**PROMPT:** Return all lines from the entries below in which the word "enum" is present.

**RECORDS TO PROCESS:**
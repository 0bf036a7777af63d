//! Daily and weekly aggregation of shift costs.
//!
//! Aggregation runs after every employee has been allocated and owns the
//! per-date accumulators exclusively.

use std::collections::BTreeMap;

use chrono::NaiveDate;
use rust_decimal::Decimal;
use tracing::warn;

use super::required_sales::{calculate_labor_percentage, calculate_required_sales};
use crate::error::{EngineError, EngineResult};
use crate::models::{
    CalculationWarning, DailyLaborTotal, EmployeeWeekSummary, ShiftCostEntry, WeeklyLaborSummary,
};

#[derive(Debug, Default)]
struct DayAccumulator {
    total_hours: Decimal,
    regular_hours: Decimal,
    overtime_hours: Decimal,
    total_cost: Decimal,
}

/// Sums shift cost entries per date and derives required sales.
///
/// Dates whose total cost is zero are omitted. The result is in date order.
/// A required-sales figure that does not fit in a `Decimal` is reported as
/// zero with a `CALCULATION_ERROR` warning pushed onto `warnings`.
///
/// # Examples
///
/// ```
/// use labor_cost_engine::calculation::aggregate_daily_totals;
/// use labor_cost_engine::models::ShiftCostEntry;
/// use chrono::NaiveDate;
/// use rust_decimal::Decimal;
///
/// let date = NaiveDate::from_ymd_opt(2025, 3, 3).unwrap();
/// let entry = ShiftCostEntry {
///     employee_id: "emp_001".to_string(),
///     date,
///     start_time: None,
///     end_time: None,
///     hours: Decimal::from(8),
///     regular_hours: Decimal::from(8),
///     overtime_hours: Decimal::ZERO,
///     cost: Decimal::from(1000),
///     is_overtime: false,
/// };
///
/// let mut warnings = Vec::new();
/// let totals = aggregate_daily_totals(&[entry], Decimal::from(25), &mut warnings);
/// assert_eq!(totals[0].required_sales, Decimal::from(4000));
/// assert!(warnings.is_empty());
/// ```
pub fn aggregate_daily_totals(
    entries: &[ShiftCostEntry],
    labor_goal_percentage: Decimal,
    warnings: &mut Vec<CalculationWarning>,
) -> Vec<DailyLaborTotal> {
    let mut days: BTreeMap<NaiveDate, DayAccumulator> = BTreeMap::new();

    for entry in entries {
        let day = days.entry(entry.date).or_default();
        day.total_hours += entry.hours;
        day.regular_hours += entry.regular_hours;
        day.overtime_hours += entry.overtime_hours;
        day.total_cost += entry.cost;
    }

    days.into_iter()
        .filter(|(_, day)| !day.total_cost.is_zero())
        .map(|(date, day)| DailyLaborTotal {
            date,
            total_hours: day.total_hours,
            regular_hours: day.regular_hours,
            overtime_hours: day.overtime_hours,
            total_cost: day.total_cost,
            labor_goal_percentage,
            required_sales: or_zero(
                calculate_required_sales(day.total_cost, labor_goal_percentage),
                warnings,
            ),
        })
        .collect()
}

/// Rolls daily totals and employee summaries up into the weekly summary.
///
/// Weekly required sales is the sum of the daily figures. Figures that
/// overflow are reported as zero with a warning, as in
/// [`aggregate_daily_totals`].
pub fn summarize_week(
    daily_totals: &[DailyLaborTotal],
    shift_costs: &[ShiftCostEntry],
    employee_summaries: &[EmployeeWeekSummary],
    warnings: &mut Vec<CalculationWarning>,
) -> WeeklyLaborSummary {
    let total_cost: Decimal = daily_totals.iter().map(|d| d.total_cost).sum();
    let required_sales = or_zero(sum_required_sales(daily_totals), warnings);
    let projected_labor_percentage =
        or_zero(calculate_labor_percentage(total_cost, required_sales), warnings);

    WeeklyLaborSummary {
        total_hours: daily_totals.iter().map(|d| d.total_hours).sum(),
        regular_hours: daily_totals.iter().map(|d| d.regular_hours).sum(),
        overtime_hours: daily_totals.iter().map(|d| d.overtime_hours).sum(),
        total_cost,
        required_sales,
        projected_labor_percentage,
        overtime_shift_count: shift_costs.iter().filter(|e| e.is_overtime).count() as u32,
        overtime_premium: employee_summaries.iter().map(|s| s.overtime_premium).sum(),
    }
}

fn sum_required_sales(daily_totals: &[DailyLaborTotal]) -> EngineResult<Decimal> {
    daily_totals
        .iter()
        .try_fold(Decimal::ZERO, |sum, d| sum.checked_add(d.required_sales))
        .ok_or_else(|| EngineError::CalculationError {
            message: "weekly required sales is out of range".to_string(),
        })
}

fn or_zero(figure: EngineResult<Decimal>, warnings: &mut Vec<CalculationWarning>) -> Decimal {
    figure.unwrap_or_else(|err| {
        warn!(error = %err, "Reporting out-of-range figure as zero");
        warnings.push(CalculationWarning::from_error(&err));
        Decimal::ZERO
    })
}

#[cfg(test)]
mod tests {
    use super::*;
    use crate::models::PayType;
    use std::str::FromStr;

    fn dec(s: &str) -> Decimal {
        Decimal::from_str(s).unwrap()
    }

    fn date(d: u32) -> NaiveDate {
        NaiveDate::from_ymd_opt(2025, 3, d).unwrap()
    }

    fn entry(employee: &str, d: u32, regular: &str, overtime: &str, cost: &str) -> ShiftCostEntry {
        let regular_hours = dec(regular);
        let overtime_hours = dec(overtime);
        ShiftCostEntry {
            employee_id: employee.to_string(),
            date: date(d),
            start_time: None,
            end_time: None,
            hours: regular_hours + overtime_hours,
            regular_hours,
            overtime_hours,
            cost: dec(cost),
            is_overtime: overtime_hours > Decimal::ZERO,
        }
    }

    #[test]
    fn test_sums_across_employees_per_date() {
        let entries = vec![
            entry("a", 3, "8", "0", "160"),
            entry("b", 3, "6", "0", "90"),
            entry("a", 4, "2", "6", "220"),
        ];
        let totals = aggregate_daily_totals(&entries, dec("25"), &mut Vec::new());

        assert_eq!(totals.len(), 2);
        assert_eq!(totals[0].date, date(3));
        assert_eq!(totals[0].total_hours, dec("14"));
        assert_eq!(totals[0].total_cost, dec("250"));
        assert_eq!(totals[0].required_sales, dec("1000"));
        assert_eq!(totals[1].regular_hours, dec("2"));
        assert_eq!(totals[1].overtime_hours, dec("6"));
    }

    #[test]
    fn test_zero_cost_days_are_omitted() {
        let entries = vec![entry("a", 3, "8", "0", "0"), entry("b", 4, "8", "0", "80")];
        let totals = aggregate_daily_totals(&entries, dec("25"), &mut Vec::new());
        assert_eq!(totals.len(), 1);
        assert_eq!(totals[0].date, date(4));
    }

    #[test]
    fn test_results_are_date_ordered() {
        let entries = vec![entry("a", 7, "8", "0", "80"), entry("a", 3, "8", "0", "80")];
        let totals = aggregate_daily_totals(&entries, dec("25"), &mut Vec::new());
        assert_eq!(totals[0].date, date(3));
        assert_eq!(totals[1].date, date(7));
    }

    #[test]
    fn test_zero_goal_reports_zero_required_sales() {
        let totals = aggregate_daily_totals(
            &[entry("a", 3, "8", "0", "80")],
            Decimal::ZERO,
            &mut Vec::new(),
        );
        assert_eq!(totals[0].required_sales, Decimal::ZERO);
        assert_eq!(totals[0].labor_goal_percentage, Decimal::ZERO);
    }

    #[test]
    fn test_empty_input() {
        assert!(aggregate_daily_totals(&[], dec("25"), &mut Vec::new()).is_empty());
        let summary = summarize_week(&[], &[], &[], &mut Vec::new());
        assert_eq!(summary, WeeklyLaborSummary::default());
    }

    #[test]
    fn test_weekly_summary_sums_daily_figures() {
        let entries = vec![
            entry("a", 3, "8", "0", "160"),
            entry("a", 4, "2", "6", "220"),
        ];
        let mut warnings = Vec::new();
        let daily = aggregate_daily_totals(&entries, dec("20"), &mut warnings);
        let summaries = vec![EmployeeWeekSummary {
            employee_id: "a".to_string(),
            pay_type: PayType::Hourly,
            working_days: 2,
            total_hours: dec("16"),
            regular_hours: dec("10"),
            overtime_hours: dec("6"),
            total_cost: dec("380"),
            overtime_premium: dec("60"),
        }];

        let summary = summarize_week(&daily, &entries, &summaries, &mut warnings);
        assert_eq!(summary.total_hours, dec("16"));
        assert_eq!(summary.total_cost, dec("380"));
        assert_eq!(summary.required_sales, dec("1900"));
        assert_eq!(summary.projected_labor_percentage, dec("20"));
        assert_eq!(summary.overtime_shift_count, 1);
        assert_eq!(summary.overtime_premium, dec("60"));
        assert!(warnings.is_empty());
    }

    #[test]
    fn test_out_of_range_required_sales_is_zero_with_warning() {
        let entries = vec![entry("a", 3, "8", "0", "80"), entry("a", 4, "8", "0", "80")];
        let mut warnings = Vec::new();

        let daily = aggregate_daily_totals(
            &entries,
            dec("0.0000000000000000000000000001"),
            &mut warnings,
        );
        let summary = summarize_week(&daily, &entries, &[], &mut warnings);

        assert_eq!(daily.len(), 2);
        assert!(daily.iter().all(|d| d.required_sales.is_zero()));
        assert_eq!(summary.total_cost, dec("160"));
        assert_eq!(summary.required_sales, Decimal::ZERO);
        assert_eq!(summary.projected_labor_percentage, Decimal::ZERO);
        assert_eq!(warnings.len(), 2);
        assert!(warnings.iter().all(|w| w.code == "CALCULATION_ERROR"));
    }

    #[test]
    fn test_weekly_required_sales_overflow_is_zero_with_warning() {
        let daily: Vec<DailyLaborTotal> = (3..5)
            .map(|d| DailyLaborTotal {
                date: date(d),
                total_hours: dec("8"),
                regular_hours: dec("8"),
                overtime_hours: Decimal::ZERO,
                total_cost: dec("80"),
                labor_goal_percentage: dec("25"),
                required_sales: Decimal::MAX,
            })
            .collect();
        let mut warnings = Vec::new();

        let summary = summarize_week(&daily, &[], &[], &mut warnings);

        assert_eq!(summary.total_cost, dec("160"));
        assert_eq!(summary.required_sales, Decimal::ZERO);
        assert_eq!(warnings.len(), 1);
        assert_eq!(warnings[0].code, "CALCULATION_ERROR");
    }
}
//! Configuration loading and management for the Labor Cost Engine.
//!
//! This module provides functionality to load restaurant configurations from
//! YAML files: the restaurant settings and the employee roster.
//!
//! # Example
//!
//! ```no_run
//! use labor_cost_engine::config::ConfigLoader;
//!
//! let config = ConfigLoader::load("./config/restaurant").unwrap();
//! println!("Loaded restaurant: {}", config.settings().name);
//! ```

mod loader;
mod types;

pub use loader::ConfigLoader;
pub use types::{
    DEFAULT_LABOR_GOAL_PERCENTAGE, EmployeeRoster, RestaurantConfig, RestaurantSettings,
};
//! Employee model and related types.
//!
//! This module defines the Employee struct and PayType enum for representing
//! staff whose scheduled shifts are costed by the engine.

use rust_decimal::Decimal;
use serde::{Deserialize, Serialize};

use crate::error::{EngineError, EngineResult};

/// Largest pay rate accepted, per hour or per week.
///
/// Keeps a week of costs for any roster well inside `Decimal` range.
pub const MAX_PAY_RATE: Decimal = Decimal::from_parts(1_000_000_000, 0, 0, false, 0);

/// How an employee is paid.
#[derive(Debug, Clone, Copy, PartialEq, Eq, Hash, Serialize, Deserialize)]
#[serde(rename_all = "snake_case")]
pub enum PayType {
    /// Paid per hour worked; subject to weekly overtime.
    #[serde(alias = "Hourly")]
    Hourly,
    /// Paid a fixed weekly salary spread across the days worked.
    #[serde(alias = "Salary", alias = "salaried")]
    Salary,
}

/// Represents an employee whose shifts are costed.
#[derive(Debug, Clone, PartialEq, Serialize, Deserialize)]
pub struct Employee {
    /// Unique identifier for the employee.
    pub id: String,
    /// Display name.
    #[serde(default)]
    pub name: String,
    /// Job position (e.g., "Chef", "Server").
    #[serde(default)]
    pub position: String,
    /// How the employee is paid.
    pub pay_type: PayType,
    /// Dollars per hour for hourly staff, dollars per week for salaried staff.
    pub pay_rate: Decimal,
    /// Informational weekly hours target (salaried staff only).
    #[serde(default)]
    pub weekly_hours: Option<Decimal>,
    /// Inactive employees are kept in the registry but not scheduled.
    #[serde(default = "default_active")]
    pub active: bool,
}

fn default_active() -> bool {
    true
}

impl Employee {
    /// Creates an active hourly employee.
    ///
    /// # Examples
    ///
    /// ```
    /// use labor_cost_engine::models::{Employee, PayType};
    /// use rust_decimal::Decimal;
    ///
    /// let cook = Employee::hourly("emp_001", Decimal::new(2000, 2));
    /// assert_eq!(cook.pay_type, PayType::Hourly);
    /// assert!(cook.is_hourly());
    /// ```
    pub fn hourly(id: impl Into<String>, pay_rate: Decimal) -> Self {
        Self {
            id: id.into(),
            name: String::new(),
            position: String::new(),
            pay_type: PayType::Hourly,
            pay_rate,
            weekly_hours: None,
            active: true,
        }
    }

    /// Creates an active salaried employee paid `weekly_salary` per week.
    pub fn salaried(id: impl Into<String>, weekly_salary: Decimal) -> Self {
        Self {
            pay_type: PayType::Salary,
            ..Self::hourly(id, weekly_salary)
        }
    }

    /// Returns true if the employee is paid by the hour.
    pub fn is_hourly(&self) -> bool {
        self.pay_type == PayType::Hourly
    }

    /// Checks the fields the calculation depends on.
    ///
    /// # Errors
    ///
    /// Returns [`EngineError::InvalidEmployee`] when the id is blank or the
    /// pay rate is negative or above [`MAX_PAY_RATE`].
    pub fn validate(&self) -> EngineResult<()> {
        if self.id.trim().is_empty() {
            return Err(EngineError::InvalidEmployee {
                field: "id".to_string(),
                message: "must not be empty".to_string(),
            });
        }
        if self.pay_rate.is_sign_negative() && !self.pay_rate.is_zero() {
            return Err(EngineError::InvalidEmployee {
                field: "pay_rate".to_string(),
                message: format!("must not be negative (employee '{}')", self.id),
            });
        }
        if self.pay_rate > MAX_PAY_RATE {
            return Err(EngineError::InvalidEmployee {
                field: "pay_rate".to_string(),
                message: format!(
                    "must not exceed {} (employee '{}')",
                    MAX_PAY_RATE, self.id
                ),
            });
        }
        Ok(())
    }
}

**EXERCISE OUTPUT:**
//! This module defines the Employee struct and PayType enum for representing
pub enum PayType {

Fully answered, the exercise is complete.